- _ENTRIES PROVIDED_:

╔══

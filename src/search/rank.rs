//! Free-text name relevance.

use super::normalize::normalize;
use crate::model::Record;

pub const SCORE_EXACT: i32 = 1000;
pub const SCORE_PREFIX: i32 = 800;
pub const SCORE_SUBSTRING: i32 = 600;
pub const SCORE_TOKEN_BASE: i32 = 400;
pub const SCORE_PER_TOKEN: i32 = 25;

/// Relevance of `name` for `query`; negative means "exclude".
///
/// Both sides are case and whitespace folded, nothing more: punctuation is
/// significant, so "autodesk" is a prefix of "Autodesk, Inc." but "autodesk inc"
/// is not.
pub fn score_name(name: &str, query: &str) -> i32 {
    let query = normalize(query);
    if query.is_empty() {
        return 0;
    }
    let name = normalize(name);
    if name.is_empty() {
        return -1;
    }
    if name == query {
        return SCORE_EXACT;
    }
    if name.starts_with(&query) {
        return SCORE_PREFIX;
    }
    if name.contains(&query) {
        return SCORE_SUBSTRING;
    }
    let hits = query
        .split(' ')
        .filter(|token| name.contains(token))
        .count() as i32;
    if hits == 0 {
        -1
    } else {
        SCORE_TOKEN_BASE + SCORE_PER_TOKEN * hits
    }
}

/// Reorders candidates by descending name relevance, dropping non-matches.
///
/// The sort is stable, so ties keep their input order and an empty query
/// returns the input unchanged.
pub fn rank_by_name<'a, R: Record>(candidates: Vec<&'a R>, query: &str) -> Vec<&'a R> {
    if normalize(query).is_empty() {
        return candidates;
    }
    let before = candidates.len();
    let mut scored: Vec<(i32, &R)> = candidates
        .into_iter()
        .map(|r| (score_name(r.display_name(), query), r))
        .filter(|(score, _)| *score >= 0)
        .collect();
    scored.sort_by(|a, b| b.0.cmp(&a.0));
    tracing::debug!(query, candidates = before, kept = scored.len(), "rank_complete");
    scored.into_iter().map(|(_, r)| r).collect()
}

╚══
╔══

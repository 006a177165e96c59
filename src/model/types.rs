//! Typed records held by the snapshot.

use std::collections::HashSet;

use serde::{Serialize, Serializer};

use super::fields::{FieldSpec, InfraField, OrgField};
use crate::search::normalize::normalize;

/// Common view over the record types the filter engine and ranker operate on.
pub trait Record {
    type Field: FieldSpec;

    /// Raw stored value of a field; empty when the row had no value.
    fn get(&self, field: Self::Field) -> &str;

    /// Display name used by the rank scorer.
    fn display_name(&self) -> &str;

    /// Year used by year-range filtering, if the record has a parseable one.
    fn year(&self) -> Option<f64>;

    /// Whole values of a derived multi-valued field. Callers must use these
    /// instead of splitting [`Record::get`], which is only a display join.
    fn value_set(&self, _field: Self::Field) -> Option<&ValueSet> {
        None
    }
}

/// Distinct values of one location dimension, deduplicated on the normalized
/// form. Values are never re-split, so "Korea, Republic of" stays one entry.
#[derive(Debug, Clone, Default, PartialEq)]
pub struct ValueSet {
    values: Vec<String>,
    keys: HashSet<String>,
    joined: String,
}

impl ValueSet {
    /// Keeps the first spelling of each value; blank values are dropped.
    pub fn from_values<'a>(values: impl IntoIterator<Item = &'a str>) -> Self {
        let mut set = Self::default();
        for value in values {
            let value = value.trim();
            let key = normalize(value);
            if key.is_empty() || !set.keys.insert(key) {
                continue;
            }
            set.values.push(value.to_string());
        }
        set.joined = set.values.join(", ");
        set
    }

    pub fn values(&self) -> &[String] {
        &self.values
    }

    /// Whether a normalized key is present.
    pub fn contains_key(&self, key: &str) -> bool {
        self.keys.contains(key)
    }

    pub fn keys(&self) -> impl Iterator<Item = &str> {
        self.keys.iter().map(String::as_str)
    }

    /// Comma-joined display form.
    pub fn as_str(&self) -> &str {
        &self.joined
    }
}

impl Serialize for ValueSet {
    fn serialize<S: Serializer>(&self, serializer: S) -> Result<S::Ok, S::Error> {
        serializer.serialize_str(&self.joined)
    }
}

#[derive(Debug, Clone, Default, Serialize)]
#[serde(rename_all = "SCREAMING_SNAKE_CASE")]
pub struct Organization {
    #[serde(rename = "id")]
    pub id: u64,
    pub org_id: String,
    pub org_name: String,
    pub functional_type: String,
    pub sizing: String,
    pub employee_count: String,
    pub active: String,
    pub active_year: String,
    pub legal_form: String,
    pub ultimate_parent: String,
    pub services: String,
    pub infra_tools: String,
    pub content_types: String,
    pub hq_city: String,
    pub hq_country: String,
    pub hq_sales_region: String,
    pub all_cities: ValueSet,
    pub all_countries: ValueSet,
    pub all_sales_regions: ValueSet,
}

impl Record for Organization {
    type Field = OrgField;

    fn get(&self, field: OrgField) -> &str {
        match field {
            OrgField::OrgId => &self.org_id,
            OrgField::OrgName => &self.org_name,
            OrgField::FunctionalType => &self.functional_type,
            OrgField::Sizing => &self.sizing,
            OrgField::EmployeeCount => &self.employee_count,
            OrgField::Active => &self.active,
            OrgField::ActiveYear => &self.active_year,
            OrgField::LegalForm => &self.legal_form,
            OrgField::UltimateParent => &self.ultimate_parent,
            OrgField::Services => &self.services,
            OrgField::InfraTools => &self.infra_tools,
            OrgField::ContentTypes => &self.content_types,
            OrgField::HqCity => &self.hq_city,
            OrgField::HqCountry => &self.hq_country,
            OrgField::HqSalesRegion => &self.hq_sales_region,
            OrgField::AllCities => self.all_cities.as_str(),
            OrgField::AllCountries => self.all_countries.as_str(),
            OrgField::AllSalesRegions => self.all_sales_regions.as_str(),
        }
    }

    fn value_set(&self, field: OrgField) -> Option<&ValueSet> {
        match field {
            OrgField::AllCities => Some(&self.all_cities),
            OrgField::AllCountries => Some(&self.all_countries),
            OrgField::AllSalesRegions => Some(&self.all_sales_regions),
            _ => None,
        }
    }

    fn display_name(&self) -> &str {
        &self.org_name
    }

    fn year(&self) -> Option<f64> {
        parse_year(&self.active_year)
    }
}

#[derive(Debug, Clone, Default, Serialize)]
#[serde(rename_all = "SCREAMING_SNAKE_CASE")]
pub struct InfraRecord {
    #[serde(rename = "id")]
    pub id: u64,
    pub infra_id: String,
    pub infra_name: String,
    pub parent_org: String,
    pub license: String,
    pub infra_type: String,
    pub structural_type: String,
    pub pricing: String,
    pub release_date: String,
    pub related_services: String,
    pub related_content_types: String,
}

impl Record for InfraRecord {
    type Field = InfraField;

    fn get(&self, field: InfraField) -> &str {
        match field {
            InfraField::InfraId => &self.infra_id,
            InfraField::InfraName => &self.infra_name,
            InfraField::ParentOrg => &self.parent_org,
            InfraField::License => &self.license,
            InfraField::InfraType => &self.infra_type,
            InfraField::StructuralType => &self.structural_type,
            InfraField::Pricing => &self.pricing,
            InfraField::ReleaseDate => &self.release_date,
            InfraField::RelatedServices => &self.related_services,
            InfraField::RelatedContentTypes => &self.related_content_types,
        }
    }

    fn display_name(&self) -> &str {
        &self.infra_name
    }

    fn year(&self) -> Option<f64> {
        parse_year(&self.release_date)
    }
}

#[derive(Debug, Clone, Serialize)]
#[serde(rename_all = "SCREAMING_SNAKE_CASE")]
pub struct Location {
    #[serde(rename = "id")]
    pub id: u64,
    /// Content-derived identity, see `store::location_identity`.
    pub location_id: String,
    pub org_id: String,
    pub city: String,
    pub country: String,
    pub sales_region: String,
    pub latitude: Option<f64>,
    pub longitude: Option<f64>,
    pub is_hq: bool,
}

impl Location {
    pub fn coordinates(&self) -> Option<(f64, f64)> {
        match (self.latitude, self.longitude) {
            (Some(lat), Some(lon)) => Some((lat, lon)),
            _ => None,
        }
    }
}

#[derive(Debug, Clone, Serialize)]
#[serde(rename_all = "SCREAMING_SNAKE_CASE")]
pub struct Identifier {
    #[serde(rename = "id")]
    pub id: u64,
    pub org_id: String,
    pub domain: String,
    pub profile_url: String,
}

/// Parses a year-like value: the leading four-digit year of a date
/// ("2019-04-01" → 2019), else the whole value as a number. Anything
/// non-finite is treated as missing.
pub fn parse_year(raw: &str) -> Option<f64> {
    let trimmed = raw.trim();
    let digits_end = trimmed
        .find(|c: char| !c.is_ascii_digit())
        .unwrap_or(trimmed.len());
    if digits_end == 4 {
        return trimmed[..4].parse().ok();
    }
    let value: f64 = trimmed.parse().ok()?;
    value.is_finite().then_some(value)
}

╚══

- _WHAT TO DO_: Pull each line containing "trimmed" from the records.

- _COMPLETED TASK_:
    let trimmed = raw.trim();
    let digits_end = trimmed
        .unwrap_or(trimmed.len());
        return trimmed[..4].parse().ok();
    let value: f64 = trimmed.parse().ok()?;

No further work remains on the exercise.